In an exclusive interview with this publication this week, the youthful trade union activist said BLLAHWU, an affiliate of Botswana Federation of Public, Private and Parastatal Sector Unions (BOFEPPPUSU), will have a clearly defined role as the 2019 general elections approach.
“Trade union politics and mainstream politics are inseparable,” he said, “We need to raise political consciousness and have the working class have their voice heard by the public.” Mokhurutshe said people who continue to sponsor the diatribe on those who engage in issues of national politics are those who enjoy the support of the employers, and are doing so at the detriment of the workers.
Born only 32 years ago in Serowe, Mokhurutshe reminisce his early childhood days which led him to pursue the path that he has taken. His uncle, Montwedi Mokhurutshe cultivated the trade union and politics activism in him. He also called to mind his History teacher at Moeng College, Mr Buti, whom he credits for teaching him history in a passionate manner.
“These two people have influence in the path that I have taken. Learning history provoked something in me and also had major influence in shaping my consciousness,” he recalls. From Moeng College, Mokhurutshe found himself entangled in the rowdy student politics at University of Botswana (UB) where he was pursuing Bachelor of Adult Education, specialising in Community Development. He would find himself on the side of MASS-BNF, a Botswana National Front (BNF) structure in the university.
During his era at the university, he served for three years as MASS-BNF Secretary General in the Student Representative Council (SRC). He learned the art of militancy, taking the forefront in students protest and was involved in the infamous “David Olatotswe Strike” in which students vandalised property in a violent protest. At the centre of controversy were the book shop and the refectory saga.
In the aftermath, the university was closed as a result of growing violence from the protesting students. A few years down the line, Mokhurutshe was at the forefront of another strike, this time around at national level in the BOFEPUSU (now BOFEPPPUSU) 2011 Mother of all strikes.
After graduating from the UB, he was employed by government under Local Government, where he was based in Kanye. “I was never recruited to join the union. The first day at work I asked where I can find the membership forms,” recalls Mokhurutshe, “I immediately joined and appointed myself shop steward at work.”

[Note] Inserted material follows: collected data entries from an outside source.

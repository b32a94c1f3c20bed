//! `ciyuan_core`：英文词 -> 汉字的解析引擎（纯逻辑层，不做任何 I/O）。
//!
//! 设计目标：
//! - **策略链**：直查 -> 屈折 -> 前缀 -> 后缀 -> 模糊 -> 复合，第一个命中即返回
//! - **注入式**：词典（`Lexicon`）与规则表（`AffixTables`）构建时注入，之后只读
//! - **不抛错**：任何字符串输入都会得到一个 `AnalysisResult`，查不到是 `Unknown`
pub mod cache;
pub mod config;
pub mod engine;
pub mod error;
pub mod etymology;
pub mod filter;
pub mod lexicon;
pub mod model;
pub mod rules;
pub mod similarity;
pub mod strategy;

pub use config::EngineConfig;
pub use engine::Engine;
pub use error::CoreError;
pub use lexicon::{Lexicon, LexiconStore, normalize};
pub use model::{
    AnalysisResult, Category, DecompositionPart, LexiconEntry, MatchKind, PartRole, RootGloss,
};
pub use rules::{AffixKind, AffixRule, AffixTables, ClassicalRoot, CompoundPattern};
//! `lexicon`：词典抽象与内存实现。
//!
//! 约定：
//! - key 一律经过 [`normalize`]（去首尾空白 + 小写），因此查询大小写无关
//! - 每个条目有一个**插入序号**（ordinal），模糊匹配用它做同分时的稳定排序
//! - 词典在启动时一次性构建，之后只读
use std::{
    collections::{BTreeMap, HashMap},
    ops::RangeInclusive,
};

use tracing::{debug, warn};

use crate::model::LexiconEntry;

/// 规范化输入：去首尾空白并转小写。
pub fn normalize(raw: &str) -> String {
    raw.trim().to_lowercase()
}

/// 词典抽象：engine 不关心词条来自文件/内存/网络。
pub trait Lexicon: Send + Sync {
    /// 精确查询（key 大小写无关）。
    fn lookup(&self, word: &str) -> Option<&LexiconEntry>;

    /// 指定长度（按字符计）的全部条目，附带插入序号，按插入顺序排列。
    fn entries_of_length(&self, len: usize) -> Vec<(usize, &LexiconEntry)>;

    /// 长度落在 `lengths` 内的全部条目，附带插入序号；先按长度、再按插入顺序。
    fn entries_in_length_range(&self, lengths: RangeInclusive<usize>) -> Vec<(usize, &LexiconEntry)>;

    /// 指定首字母的全部条目，按插入顺序排列。
    fn entries_with_initial(&self, initial: char) -> Vec<&LexiconEntry>;

    fn len(&self) -> usize;

    fn is_empty(&self) -> bool {
        self.len() == 0
    }
}

/// 内存词典：主表 + 按长度/首字母的二级索引（索引里存的是插入序号）。
#[derive(Debug, Clone, Default)]
pub struct LexiconStore {
    entries: Vec<LexiconEntry>,
    by_key: HashMap<String, usize>,
    by_length: BTreeMap<usize, Vec<usize>>,
    by_initial: BTreeMap<char, Vec<usize>>,
}

impl LexiconStore {
    /// 按顺序构建词典。
    ///
    /// - 重复 key：后写覆盖前写，但保留首次出现的插入序号
    /// - key 或 `chinese` 为空的条目会被丢弃
    pub fn new(entries: impl IntoIterator<Item = LexiconEntry>) -> Self {
        let mut store = Self::default();
        for entry in entries {
            store.insert(entry);
        }
        store
    }

    fn insert(&mut self, mut entry: LexiconEntry) {
        let key = normalize(&entry.english);
        if key.is_empty() || entry.chinese.trim().is_empty() {
            warn!(english = %entry.english, "dropping lexicon entry with empty key or chinese");
            return;
        }
        entry.english = key.clone();

        if let Some(&ordinal) = self.by_key.get(&key) {
            debug!(%key, ordinal, "duplicate lexicon key, last write wins");
            self.entries[ordinal] = entry;
            return;
        }

        let ordinal = self.entries.len();
        self.by_length
            .entry(key.chars().count())
            .or_default()
            .push(ordinal);
        if let Some(initial) = key.chars().next() {
            self.by_initial.entry(initial).or_default().push(ordinal);
        }
        self.by_key.insert(key, ordinal);
        self.entries.push(entry);
    }

    /// 全部条目（插入顺序）。
    pub fn iter(&self) -> impl Iterator<Item = &LexiconEntry> {
        self.entries.iter()
    }

    /// 已出现的首字母（升序），供浏览界面使用。
    pub fn initials(&self) -> impl Iterator<Item = char> + '_ {
        self.by_initial.keys().copied()
    }
}

impl FromIterator<LexiconEntry> for LexiconStore {
    fn from_iter<I: IntoIterator<Item = LexiconEntry>>(iter: I) -> Self {
        Self::new(iter)
    }
}

impl Lexicon for LexiconStore {
    fn lookup(&self, word: &str) -> Option<&LexiconEntry> {
        let key = normalize(word);
        self.by_key.get(&key).map(|&i| &self.entries[i])
    }

    fn entries_of_length(&self, len: usize) -> Vec<(usize, &LexiconEntry)> {
        self.by_length
            .get(&len)
            .map(|v| v.iter().map(|&i| (i, &self.entries[i])).collect())
            .unwrap_or_default()
    }

    fn entries_in_length_range(&self, lengths: RangeInclusive<usize>) -> Vec<(usize, &LexiconEntry)> {
        if lengths.is_empty() {
            return Vec::new();
        }
        self.by_length
            .range(lengths)
            .flat_map(|(_, v)| v.iter().map(|&i| (i, &self.entries[i])))
            .collect()
    }

    fn entries_with_initial(&self, initial: char) -> Vec<&LexiconEntry> {
        let initial = initial.to_lowercase().next().unwrap_or(initial);
        self.by_initial
            .get(&initial)
            .map(|v| v.iter().map(|&i| &self.entries[i]).collect())
            .unwrap_or_default()
    }

    fn len(&self) -> usize {
        self.entries.len()
    }
}
use std::{fmt, str::FromStr};

use serde::{Deserialize, Serialize};

/// 词条分类（仅用于展示/浏览，不参与匹配）。
///
/// 反序列化走 [`FromStr`]，与 TSV 列的解析规则一致。
#[derive(Debug, Clone, Copy, Default, PartialEq, Eq, Hash, PartialOrd, Ord, Serialize, Deserialize)]
#[serde(from = "String")]
pub enum Category {
    #[serde(rename = "Nature/Existence")]
    Nature,
    #[serde(rename = "People/Society")]
    People,
    #[serde(rename = "Actions/Changes")]
    Actions,
    #[serde(rename = "Qualities/Degree")]
    Qualities,
    #[serde(rename = "Modern/Abstract")]
    Modern,
    Compound,
    #[default]
    Unknown,
}

impl Category {
    pub fn label(self) -> &'static str {
        match self {
            Category::Nature => "Nature/Existence",
            Category::People => "People/Society",
            Category::Actions => "Actions/Changes",
            Category::Qualities => "Qualities/Degree",
            Category::Modern => "Modern/Abstract",
            Category::Compound => "Compound",
            Category::Unknown => "Unknown",
        }
    }
}

impl fmt::Display for Category {
    fn fmt(&self, f: &mut fmt::Formatter<'_>) -> fmt::Result {
        f.write_str(self.label())
    }
}

/// 宽松解析：既接受完整标签（`Nature/Existence`），也接受斜杠前的简称（`nature`）；
/// 无法识别的一律归为 `Unknown`，所以永远不会失败。
impl FromStr for Category {
    type Err = std::convert::Infallible;

    fn from_str(s: &str) -> Result<Self, Self::Err> {
        let head = s.trim().split('/').next().unwrap_or("").trim().to_ascii_lowercase();
        Ok(match head.as_str() {
            "nature" => Category::Nature,
            "people" => Category::People,
            "actions" => Category::Actions,
            "qualities" => Category::Qualities,
            "modern" => Category::Modern,
            "compound" => Category::Compound,
            _ => Category::Unknown,
        })
    }
}

impl From<String> for Category {
    fn from(s: String) -> Self {
        match s.parse() {
            Ok(c) => c,
            Err(never) => match never {},
        }
    }
}

/// 数据源里已经做过分析的词条附带的结构（直查命中时原样透传，不重算）。
#[derive(Debug, Clone, Default, PartialEq, Serialize, Deserialize)]
#[serde(default, rename_all = "camelCase")]
pub struct EntryAnalysis {
    pub structure: String,
    pub morphemes: Vec<String>,
    pub meaning: String,
    pub match_type: Option<String>,
    pub confidence: Option<f64>,
}

/// 词典条目：英文 -> 汉字。
///
/// 约定：`english` 是小写、去首尾空白后的唯一 key；`chinese` 非空。
#[derive(Debug, Clone, PartialEq, Serialize, Deserialize)]
pub struct LexiconEntry {
    pub english: String,
    pub chinese: String,
    #[serde(default, skip_serializing_if = "Option::is_none")]
    pub pinyin: Option<String>,
    #[serde(default)]
    pub category: Category,
    /// 仅用于展示排序
    #[serde(default)]
    pub priority: i32,
    #[serde(default, skip_serializing_if = "Option::is_none")]
    pub analysis: Option<EntryAnalysis>,
}

impl LexiconEntry {
    pub fn new(english: impl Into<String>, chinese: impl Into<String>) -> Self {
        Self {
            english: english.into(),
            chinese: chinese.into(),
            pinyin: None,
            category: Category::Unknown,
            priority: 0,
            analysis: None,
        }
    }

    pub fn with_pinyin(mut self, pinyin: impl Into<String>) -> Self {
        self.pinyin = Some(pinyin.into());
        self
    }

    pub fn with_category(mut self, category: Category) -> Self {
        self.category = category;
        self
    }

    pub fn with_priority(mut self, priority: i32) -> Self {
        self.priority = priority;
        self
    }
}

/// 命中方式；`Unknown` 表示所有策略都失败。
#[derive(Debug, Clone, Copy, PartialEq, Eq, Hash, Serialize, Deserialize)]
#[serde(rename_all = "lowercase")]
pub enum MatchKind {
    Direct,
    Inflection,
    Prefixed,
    Suffixed,
    Fuzzy,
    Compound,
    Unknown,
}

impl MatchKind {
    pub fn as_str(self) -> &'static str {
        match self {
            MatchKind::Direct => "direct",
            MatchKind::Inflection => "inflection",
            MatchKind::Prefixed => "prefixed",
            MatchKind::Suffixed => "suffixed",
            MatchKind::Fuzzy => "fuzzy",
            MatchKind::Compound => "compound",
            MatchKind::Unknown => "unknown",
        }
    }
}

impl fmt::Display for MatchKind {
    fn fmt(&self, f: &mut fmt::Formatter<'_>) -> fmt::Result {
        f.write_str(self.as_str())
    }
}

/// 拆解片段在词中的角色。
#[derive(Debug, Clone, Copy, PartialEq, Eq, Hash, Serialize, Deserialize)]
#[serde(rename_all = "lowercase")]
pub enum PartRole {
    Base,
    Prefix,
    Suffix,
    Inflection,
    Approximate,
}

/// 拆解片段：`text` 是词面上的原样子串，按顺序拼接可还原输入词。
#[derive(Debug, Clone, PartialEq, Serialize, Deserialize)]
pub struct DecompositionPart {
    pub text: String,
    pub role: PartRole,
    pub gloss: String,
    /// 实际查到的词典 key（与 `text` 不同时才有，例如 `happi` -> `happy`）
    #[serde(default, skip_serializing_if = "Option::is_none")]
    pub lemma: Option<String>,
}

impl DecompositionPart {
    pub fn new(text: impl Into<String>, role: PartRole, gloss: impl Into<String>) -> Self {
        Self {
            text: text.into(),
            role,
            gloss: gloss.into(),
            lemma: None,
        }
    }

    /// 仅当 lemma 与词面不同才记录。
    pub fn with_lemma(mut self, lemma: &str) -> Self {
        if lemma != self.text {
            self.lemma = Some(lemma.to_owned());
        }
        self
    }
}

/// 词源注释：词中出现的古典词根。
#[derive(Debug, Clone, PartialEq, Eq, Serialize, Deserialize)]
pub struct RootGloss {
    pub root: String,
    pub meaning: String,
    /// 词根在规范化词中的起始位置（字符下标）
    pub offset: usize,
}

/// 一次查询的完整分析结果（交给展示层）。
///
/// 不变式：
/// - `found == true` => `confidence > 0` 且 `matched_entry.is_some()`
/// - `match_kind == Unknown` => `found == false`
#[derive(Debug, Clone, PartialEq, Serialize, Deserialize)]
#[serde(rename_all = "camelCase")]
pub struct AnalysisResult {
    pub original_input: String,
    pub normalized_word: String,
    pub found: bool,
    pub confidence: f64,
    pub match_kind: MatchKind,
    pub matched_entry: Option<LexiconEntry>,
    pub decomposition: Vec<DecompositionPart>,
    pub suggestions: Vec<LexiconEntry>,
    pub etymology: Vec<RootGloss>,
    #[serde(default, skip_serializing_if = "Option::is_none")]
    pub annotation: Option<EntryAnalysis>,
}

impl AnalysisResult {
    /// 未命中结果。
    pub fn unknown(original_input: &str, normalized_word: &str) -> Self {
        Self {
            original_input: original_input.to_owned(),
            normalized_word: normalized_word.to_owned(),
            found: false,
            confidence: 0.0,
            match_kind: MatchKind::Unknown,
            matched_entry: None,
            decomposition: Vec::new(),
            suggestions: Vec::new(),
            etymology: Vec::new(),
            annotation: None,
        }
    }

    /// 展示用的汉字结果（未命中时为 None）。
    pub fn chinese(&self) -> Option<&str> {
        self.matched_entry.as_ref().map(|e| e.chinese.as_str())
    }
}
use super::{DIRECT_CONFIDENCE, MatchContext, MatchOutcome, MatchStrategy};
use crate::model::MatchKind;

/// 精确查词；条目自带的 `analysis` 原样透传。
pub struct DirectStrategy;

impl MatchStrategy for DirectStrategy {
    fn name(&self) -> &'static str {
        "direct"
    }

    fn attempt(&self, word: &str, ctx: &MatchContext<'_>) -> Option<MatchOutcome> {
        let entry = ctx.lexicon.lookup(word)?;
        let mut outcome = MatchOutcome::new(MatchKind::Direct, DIRECT_CONFIDENCE, entry.clone());
        outcome.annotation = entry.analysis.clone();
        Some(outcome)
    }
}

He would find himself at the thick of the things during the 2011 public servant strike and credits himself as a great organizer. Using his own Nissan vehicle, he took a leading role in mobilising and organising the workers during the entire strike period which lasted for nearly three months.
In 2014 he was elected the Chairman of Kanye Branch, which he says he led with distinction. “I fought for workers at the work place, and I have always been passionate about defending employees in disciplinary hearings,” he said. “We had 14 cases which I participated in and we only lost one.”

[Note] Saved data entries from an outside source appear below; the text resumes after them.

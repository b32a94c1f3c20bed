//! `filter`：候选后处理（阈值过滤/排序/去重/裁剪）。

use std::cmp::Ordering;

use crate::model::LexiconEntry;

/// 带分数的候选；`ordinal` 是条目在词典中的插入序号。
#[derive(Debug, Clone, Copy)]
pub struct Scored<'a> {
    pub ordinal: usize,
    pub score: f64,
    pub entry: &'a LexiconEntry,
}

/// Filter：对候选列表做后处理。
pub trait Filter: Send + Sync {
    fn apply<'a>(&self, candidates: Vec<Scored<'a>>) -> Vec<Scored<'a>>;
}

/// 默认 filter：丢弃低于 `min_score` 的候选，按分数倒序、同分按插入序号，
/// 按序号去重，截断到 `limit`。
pub struct ThresholdRankTruncate {
    pub min_score: f64,
    pub limit: usize,
}

impl Filter for ThresholdRankTruncate {
    fn apply<'a>(&self, mut candidates: Vec<Scored<'a>>) -> Vec<Scored<'a>> {
        candidates.retain(|c| c.score >= self.min_score);
        candidates.sort_by(|a, b| {
            b.score
                .partial_cmp(&a.score)
                .unwrap_or(Ordering::Equal)
                .then_with(|| a.ordinal.cmp(&b.ordinal))
        });
        candidates.dedup_by_key(|c| c.ordinal);
        candidates.truncate(self.limit);
        candidates
    }
}

#[cfg(test)]
mod tests {
    use super::*;

    #[test]
    fn ranks_by_score_then_ordinal() {
        let a = LexiconEntry::new("a", "甲");
        let b = LexiconEntry::new("b", "乙");
        let c = LexiconEntry::new("c", "丙");
        let d = LexiconEntry::new("d", "丁");
        let input = vec![
            Scored { ordinal: 3, score: 0.8, entry: &d },
            Scored { ordinal: 0, score: 0.5, entry: &a },
            Scored { ordinal: 2, score: 0.9, entry: &c },
            Scored { ordinal: 1, score: 0.8, entry: &b },
        ];
        let out = ThresholdRankTruncate { min_score: 0.7, limit: 2 }.apply(input);
        let names: Vec<_> = out.iter().map(|s| s.entry.english.as_str()).collect();
        assert_eq!(names, vec!["c", "b"]);
    }

    #[test]
    fn duplicates_removed() {
        let a = LexiconEntry::new("a", "甲");
        let input = vec![
            Scored { ordinal: 0, score: 0.9, entry: &a },
            Scored { ordinal: 0, score: 0.9, entry: &a },
        ];
        let out = ThresholdRankTruncate { min_score: 0.0, limit: 10 }.apply(input);
        assert_eq!(out.len(), 1);
    }
}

In 2015, Mokhurutshe jetted out of the country to pursue a post graduate Degree at Global Labour University. The scholarship was sponsored by the university and the Brazil government. While at college he kept in contact with his comrades in Botswana. It was during this tenure that he was requested by various structures to accept the responsibility of taking charge of BLLAHWU leadership. Having declined the same offers previously, he accepted this time around.
Upon his return in 2016, he solicited for support in union structures. With his track record in the union, and a hailed organiser, it was not surprising when in December last year he ascended to the helm of the union. He was elected the president of the union, with 174 votes, beating Bernard Moseru who garnered 126. Mokhurutshe replaced Disang Mokwape who did not defend his position.
VISION FOR BLLAHWU
Mokhurutshe said BLLAHWU has always distinguished itself as a vanguard of the working class and has remained one of the most militant unions in the country; torch bearer of progressive politics and is leaning to the left. During his tenure, BLLAHWU will continue to mount campaigns against privatisation which has lead to many public servants losing their jobs.
“The employer is capitalist and has the tendency of exploiting workers,” he said. Mokhurutshe spoke against trade unions’ obsession with business ventures as he expressed that “It’s not primary role of the trade unions.” He described it as “Business Trade Unionism’’ or “Yellow Unionism” and blamed it for loss of focus for unions in their primary mandate which is to defend the welfare and rights of the working class.
“Unions should invest to finance the struggle and besides that it will be a loss of focus for unions. Workers will lose if unions do that,” he remarked. He said under his leadership he will embark on extensive membership drive and expand the scope of BLLAWHU membership and include others which were not catered for in the past. BLLAWHU initially focused on health workers, local government employees and land board employees. Presently, BLLAHWU membership stands at over 13000. Mokhurutshe said since returning from the elective congress, BLLAWHU is united and the departure of dissidents has helped bring peace in the union.
ON BOFEPPPUSU TOWARDS 2019
In December, affiliates of BOFEPPPUSU met and took radical resolutions, among them to mobilise its members in preparation for the highly anticipated 2019 general elections. BOFEPPPUSU, which threw its weight behind the opposition coalition, Umbrella for Democratic Change (UDC) in 2014 general election has been at odds with government for some time now. Their battles have been defined by endless court battles.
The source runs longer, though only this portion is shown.